Не имея рабочего кабинета, в те дни я практически жил в математической библиотеке Беркли. Ходят слухи, будто первой моей целью по прибытию в Соединенные Штаты стало посещение этой библиотеки, а не, скажем, осмотр достопримечательностей Сан‑Франциско, на чем, возможно, остановили бы свой выбор другие. И хотя я и не могу вспомнить точно, чем я занимался сорок лет назад, у меня нет оснований сомневаться в достоверности этих слухов. Я имел привычку постоянно прохаживаться по библиотеке, читая каждый журнал, который попадал мне в руки. Однажды, во время упомянутых рождественских каникул, просматривая каталог, я наткнулся на статью Милнора 1968 года, книгу которого я как раз читал в то время. В этой статье, в свою очередь, упоминалась теорема Александре Прайсмана, которая привлекла мое внимание. И поскольку у меня не было каких‑либо других занятий (в то время большинство моих коллег разъехались на каникулы), я решил посмотреть, не смогу ли я доказать что‑либо, относящееся к теореме Прайсмана.

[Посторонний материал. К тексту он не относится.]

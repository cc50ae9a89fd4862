//! Element-tree bindings for the checkbox adapters

use std::rc::Rc;

use tristate_core::{
    ControlState, ElementRef, EventCallback, ListenerId, NativeControl, SurfaceAdapter,
};

use crate::ripple::RippleAdapter;

/// [`SurfaceAdapter`] over a checkbox root and its native control
#[derive(Debug, Clone)]
pub struct CheckboxSurface {
    root: ElementRef,
    native: ElementRef,
    control: Rc<NativeControl>,
}

impl CheckboxSurface {
    pub fn new(root: ElementRef, native: ElementRef, control: Rc<NativeControl>) -> Self {
        Self {
            root,
            native,
            control,
        }
    }
}

impl SurfaceAdapter for CheckboxSurface {
    fn add_class(&self, class: &str) {
        self.root.add_class(class);
    }

    fn remove_class(&self, class: &str) {
        self.root.remove_class(class);
    }

    fn force_layout(&self) {
        self.root.force_layout();
    }

    fn is_attached_to_dom(&self) -> bool {
        self.root.is_connected()
    }

    fn native_control_state(&self) -> ControlState {
        self.control.snapshot()
    }

    fn set_native_control_checked(&self, checked: bool) {
        self.control.set_checked(checked);
    }

    fn set_native_control_indeterminate(&self, indeterminate: bool) {
        self.control.set_indeterminate(indeterminate);
    }

    fn set_native_control_disabled(&self, disabled: bool) {
        self.control.set_disabled(disabled);
    }

    fn set_native_control_value(&self, value: &str) {
        self.control.set_value(value);
    }

    fn set_native_control_attr(&self, attr: &str, value: &str) {
        self.native.set_attribute(attr, value);
    }

    fn remove_native_control_attr(&self, attr: &str) {
        self.native.remove_attribute(attr);
    }
}

/// [`RippleAdapter`] for a checkbox: unbounded, listening on the native
/// control, active while the control matches `:active`
#[derive(Debug, Clone)]
pub struct CheckboxRippleSurface {
    root: ElementRef,
    native: ElementRef,
}

impl CheckboxRippleSurface {
    pub fn new(root: ElementRef, native: ElementRef) -> Self {
        Self { root, native }
    }
}

impl RippleAdapter for CheckboxRippleSurface {
    fn is_unbounded(&self) -> bool {
        true
    }

    fn is_surface_active(&self) -> bool {
        self.native.matches(":active")
    }

    fn register_interaction_handler(&self, event: &str, handler: EventCallback) -> ListenerId {
        self.native.add_event_listener(event, handler)
    }

    fn deregister_interaction_handler(&self, event: &str, id: ListenerId) {
        self.native.remove_event_listener(event, id);
    }

    fn add_class(&self, class: &str) {
        self.root.add_class(class);
    }

    fn remove_class(&self, class: &str) {
        self.root.remove_class(class);
    }
}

В своей теореме Прайсман рассмотрел две нетривиальные петли, А и В , на заданной поверхности. Петлей в топологии называется кривая, начинающаяся в определенной точке поверхности и неким образом охватывающая эту поверхность, возвращаясь в конце концов в ту же точку. Нетривиальная означает в данном контексте, что эту петлю нельзя стянуть в точку, не отрывая ее от поверхности. Иными словами, существует некая преграда, не дающая петле стянуться в точку: так, например, петлю, продетую через дырку бублика, можно стянуть в точку, только разрезав этот бублик (после этого петля уже не будет находиться на поверхности, а бублик, с точки зрения топологии, перестанет быть бубликом). Если проследовать вдоль петли А , а затем вдоль петли В , то результирующий путь будет представлять собой новую петлю ВЧА . Напротив, если сначала обойти вокруг петли В , а потом вокруг петли А , возникнет петля АЧВ . Прайсман доказал, что в пространстве, кривизна которого всюду отрицательна – подобно внутренней поверхности седла, – петли ВЧА и АЧВ можно непрерывно преобразовать одну в другую путем изгиба, растяжения и сжатия только в одном особом случае: а именно, если петлю, кратную петле А (такую петлю можно получить, обойдя вокруг петли А один или целое число раз), можно плавно преобразовать в петлю, кратную петле В . В этом частном случае петли А и В носят название коммутирующих , точно так же, коммутирующими являются операции сложения и умножения (2 + 3 = 3 + 2 и 2 Ч 3 = 3 Ч 2), тогда как вычитание и деление некоммутативны (2 – 3 ≠ 3 – 2 и 2/3 ≠ 3/2).